**TASK**
Go through the entries below and return every line that contains "named".

[Collected data]
____
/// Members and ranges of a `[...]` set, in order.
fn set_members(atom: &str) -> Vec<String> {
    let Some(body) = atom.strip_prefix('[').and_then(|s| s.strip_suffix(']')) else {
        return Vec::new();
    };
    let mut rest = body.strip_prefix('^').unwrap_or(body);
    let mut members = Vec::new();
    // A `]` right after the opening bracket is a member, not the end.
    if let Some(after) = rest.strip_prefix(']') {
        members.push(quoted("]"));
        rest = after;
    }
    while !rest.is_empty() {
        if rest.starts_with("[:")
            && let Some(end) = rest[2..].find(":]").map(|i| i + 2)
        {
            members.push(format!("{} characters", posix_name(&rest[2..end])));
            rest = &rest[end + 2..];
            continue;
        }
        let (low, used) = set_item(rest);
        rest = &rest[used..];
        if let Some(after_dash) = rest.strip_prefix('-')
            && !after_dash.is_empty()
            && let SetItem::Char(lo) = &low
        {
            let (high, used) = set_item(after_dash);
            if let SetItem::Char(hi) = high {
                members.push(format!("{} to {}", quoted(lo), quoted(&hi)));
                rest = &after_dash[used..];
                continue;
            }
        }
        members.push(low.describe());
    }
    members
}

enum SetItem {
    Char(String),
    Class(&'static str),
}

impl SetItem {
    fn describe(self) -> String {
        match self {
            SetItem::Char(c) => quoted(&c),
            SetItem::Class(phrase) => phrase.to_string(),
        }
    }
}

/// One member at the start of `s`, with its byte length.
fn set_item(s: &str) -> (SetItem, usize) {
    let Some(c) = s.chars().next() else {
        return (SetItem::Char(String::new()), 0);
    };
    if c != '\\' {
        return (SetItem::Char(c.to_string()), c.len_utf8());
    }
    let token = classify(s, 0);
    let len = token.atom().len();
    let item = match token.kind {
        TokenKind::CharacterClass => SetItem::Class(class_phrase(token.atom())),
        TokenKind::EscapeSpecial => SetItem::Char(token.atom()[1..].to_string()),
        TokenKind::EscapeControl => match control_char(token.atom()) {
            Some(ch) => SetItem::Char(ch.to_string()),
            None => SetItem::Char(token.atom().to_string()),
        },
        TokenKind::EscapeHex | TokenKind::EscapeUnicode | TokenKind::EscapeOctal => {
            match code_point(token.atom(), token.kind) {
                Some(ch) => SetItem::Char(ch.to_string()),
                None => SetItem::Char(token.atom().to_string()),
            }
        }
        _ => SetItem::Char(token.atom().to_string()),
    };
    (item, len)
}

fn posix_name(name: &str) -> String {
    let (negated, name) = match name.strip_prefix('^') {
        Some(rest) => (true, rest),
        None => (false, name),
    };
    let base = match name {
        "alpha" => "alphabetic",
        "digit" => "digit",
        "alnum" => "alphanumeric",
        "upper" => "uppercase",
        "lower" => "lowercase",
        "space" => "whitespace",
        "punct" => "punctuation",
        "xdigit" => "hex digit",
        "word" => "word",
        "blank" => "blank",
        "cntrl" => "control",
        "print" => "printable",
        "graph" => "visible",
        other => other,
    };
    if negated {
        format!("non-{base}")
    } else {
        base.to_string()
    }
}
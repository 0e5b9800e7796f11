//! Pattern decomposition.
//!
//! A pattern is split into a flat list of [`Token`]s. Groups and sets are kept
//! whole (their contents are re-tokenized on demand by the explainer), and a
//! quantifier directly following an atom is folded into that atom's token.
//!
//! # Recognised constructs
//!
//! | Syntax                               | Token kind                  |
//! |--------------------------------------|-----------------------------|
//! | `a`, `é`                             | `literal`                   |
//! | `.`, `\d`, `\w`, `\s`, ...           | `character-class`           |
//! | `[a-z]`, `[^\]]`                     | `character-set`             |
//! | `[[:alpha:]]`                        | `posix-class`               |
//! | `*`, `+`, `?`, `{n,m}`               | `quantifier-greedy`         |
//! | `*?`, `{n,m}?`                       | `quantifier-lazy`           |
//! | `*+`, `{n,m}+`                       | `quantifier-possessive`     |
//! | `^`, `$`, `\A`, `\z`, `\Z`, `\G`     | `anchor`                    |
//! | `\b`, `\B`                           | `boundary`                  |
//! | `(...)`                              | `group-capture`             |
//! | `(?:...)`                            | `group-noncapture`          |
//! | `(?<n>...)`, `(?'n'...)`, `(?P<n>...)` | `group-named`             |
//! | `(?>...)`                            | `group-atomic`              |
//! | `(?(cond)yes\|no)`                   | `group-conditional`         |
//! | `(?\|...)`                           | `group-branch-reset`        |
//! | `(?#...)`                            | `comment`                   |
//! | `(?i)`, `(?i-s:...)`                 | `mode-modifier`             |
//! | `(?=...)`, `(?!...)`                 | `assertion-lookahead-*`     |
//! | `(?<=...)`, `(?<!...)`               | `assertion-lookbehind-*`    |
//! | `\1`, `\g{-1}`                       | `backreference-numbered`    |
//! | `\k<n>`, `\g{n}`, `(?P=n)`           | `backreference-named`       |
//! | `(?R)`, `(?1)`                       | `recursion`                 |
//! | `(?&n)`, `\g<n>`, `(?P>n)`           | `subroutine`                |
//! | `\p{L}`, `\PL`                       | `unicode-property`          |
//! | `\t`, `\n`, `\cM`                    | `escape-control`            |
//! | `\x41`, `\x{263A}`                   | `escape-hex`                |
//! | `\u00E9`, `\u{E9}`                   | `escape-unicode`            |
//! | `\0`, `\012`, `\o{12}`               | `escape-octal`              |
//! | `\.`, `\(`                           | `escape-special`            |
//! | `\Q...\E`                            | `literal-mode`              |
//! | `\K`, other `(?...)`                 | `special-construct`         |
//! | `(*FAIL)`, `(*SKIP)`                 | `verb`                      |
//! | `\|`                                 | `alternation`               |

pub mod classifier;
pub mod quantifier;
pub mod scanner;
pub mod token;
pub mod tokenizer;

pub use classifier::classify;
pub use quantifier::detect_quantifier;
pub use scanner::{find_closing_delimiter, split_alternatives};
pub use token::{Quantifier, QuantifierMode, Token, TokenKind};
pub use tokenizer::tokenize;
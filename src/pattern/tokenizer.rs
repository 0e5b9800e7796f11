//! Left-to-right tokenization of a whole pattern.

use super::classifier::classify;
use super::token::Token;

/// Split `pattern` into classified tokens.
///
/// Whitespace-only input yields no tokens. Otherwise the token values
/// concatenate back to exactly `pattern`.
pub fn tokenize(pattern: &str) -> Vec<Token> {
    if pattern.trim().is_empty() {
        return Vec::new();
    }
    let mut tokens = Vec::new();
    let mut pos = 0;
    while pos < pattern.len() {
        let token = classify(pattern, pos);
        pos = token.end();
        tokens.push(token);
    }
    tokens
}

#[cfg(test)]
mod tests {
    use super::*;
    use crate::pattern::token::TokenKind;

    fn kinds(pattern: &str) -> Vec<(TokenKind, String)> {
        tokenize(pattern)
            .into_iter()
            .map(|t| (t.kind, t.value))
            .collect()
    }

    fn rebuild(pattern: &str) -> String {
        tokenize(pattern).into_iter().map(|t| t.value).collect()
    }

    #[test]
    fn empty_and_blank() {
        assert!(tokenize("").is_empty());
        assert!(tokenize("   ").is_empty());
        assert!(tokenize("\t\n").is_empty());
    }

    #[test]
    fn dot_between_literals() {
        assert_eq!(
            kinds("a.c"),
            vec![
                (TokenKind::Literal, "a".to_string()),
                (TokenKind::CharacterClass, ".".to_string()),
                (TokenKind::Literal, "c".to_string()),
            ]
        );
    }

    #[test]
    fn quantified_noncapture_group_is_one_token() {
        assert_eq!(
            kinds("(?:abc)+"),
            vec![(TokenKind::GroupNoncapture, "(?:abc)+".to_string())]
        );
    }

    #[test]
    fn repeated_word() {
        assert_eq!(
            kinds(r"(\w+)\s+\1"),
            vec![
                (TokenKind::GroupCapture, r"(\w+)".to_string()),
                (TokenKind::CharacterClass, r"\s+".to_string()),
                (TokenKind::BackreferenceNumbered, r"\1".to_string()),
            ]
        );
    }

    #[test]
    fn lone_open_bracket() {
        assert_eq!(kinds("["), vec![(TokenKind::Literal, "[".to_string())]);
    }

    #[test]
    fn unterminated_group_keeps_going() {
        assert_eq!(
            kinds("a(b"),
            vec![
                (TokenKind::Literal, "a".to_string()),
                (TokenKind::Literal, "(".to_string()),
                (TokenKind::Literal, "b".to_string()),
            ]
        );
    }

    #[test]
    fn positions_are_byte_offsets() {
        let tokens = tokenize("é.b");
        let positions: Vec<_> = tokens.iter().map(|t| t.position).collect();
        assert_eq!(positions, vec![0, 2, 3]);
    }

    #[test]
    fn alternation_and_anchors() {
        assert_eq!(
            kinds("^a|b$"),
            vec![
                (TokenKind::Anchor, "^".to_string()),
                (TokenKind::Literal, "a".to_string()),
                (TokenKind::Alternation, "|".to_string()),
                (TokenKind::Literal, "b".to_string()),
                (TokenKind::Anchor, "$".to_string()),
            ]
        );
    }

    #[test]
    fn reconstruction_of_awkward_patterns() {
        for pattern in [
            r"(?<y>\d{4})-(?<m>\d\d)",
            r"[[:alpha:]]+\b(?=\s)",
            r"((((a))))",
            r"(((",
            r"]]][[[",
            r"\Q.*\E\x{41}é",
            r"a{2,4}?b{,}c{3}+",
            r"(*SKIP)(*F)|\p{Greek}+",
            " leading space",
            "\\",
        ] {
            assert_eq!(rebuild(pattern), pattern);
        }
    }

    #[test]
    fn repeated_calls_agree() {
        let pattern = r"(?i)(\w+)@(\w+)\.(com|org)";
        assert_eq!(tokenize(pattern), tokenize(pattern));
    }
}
____
**PROBLEM SOLUTION**
//! | `(?<n>...)`, `(?'n'...)`, `(?P<n>...)` | `group-named`             |
//! | `\k<n>`, `\g{n}`, `(?P=n)`           | `backreference-named`       |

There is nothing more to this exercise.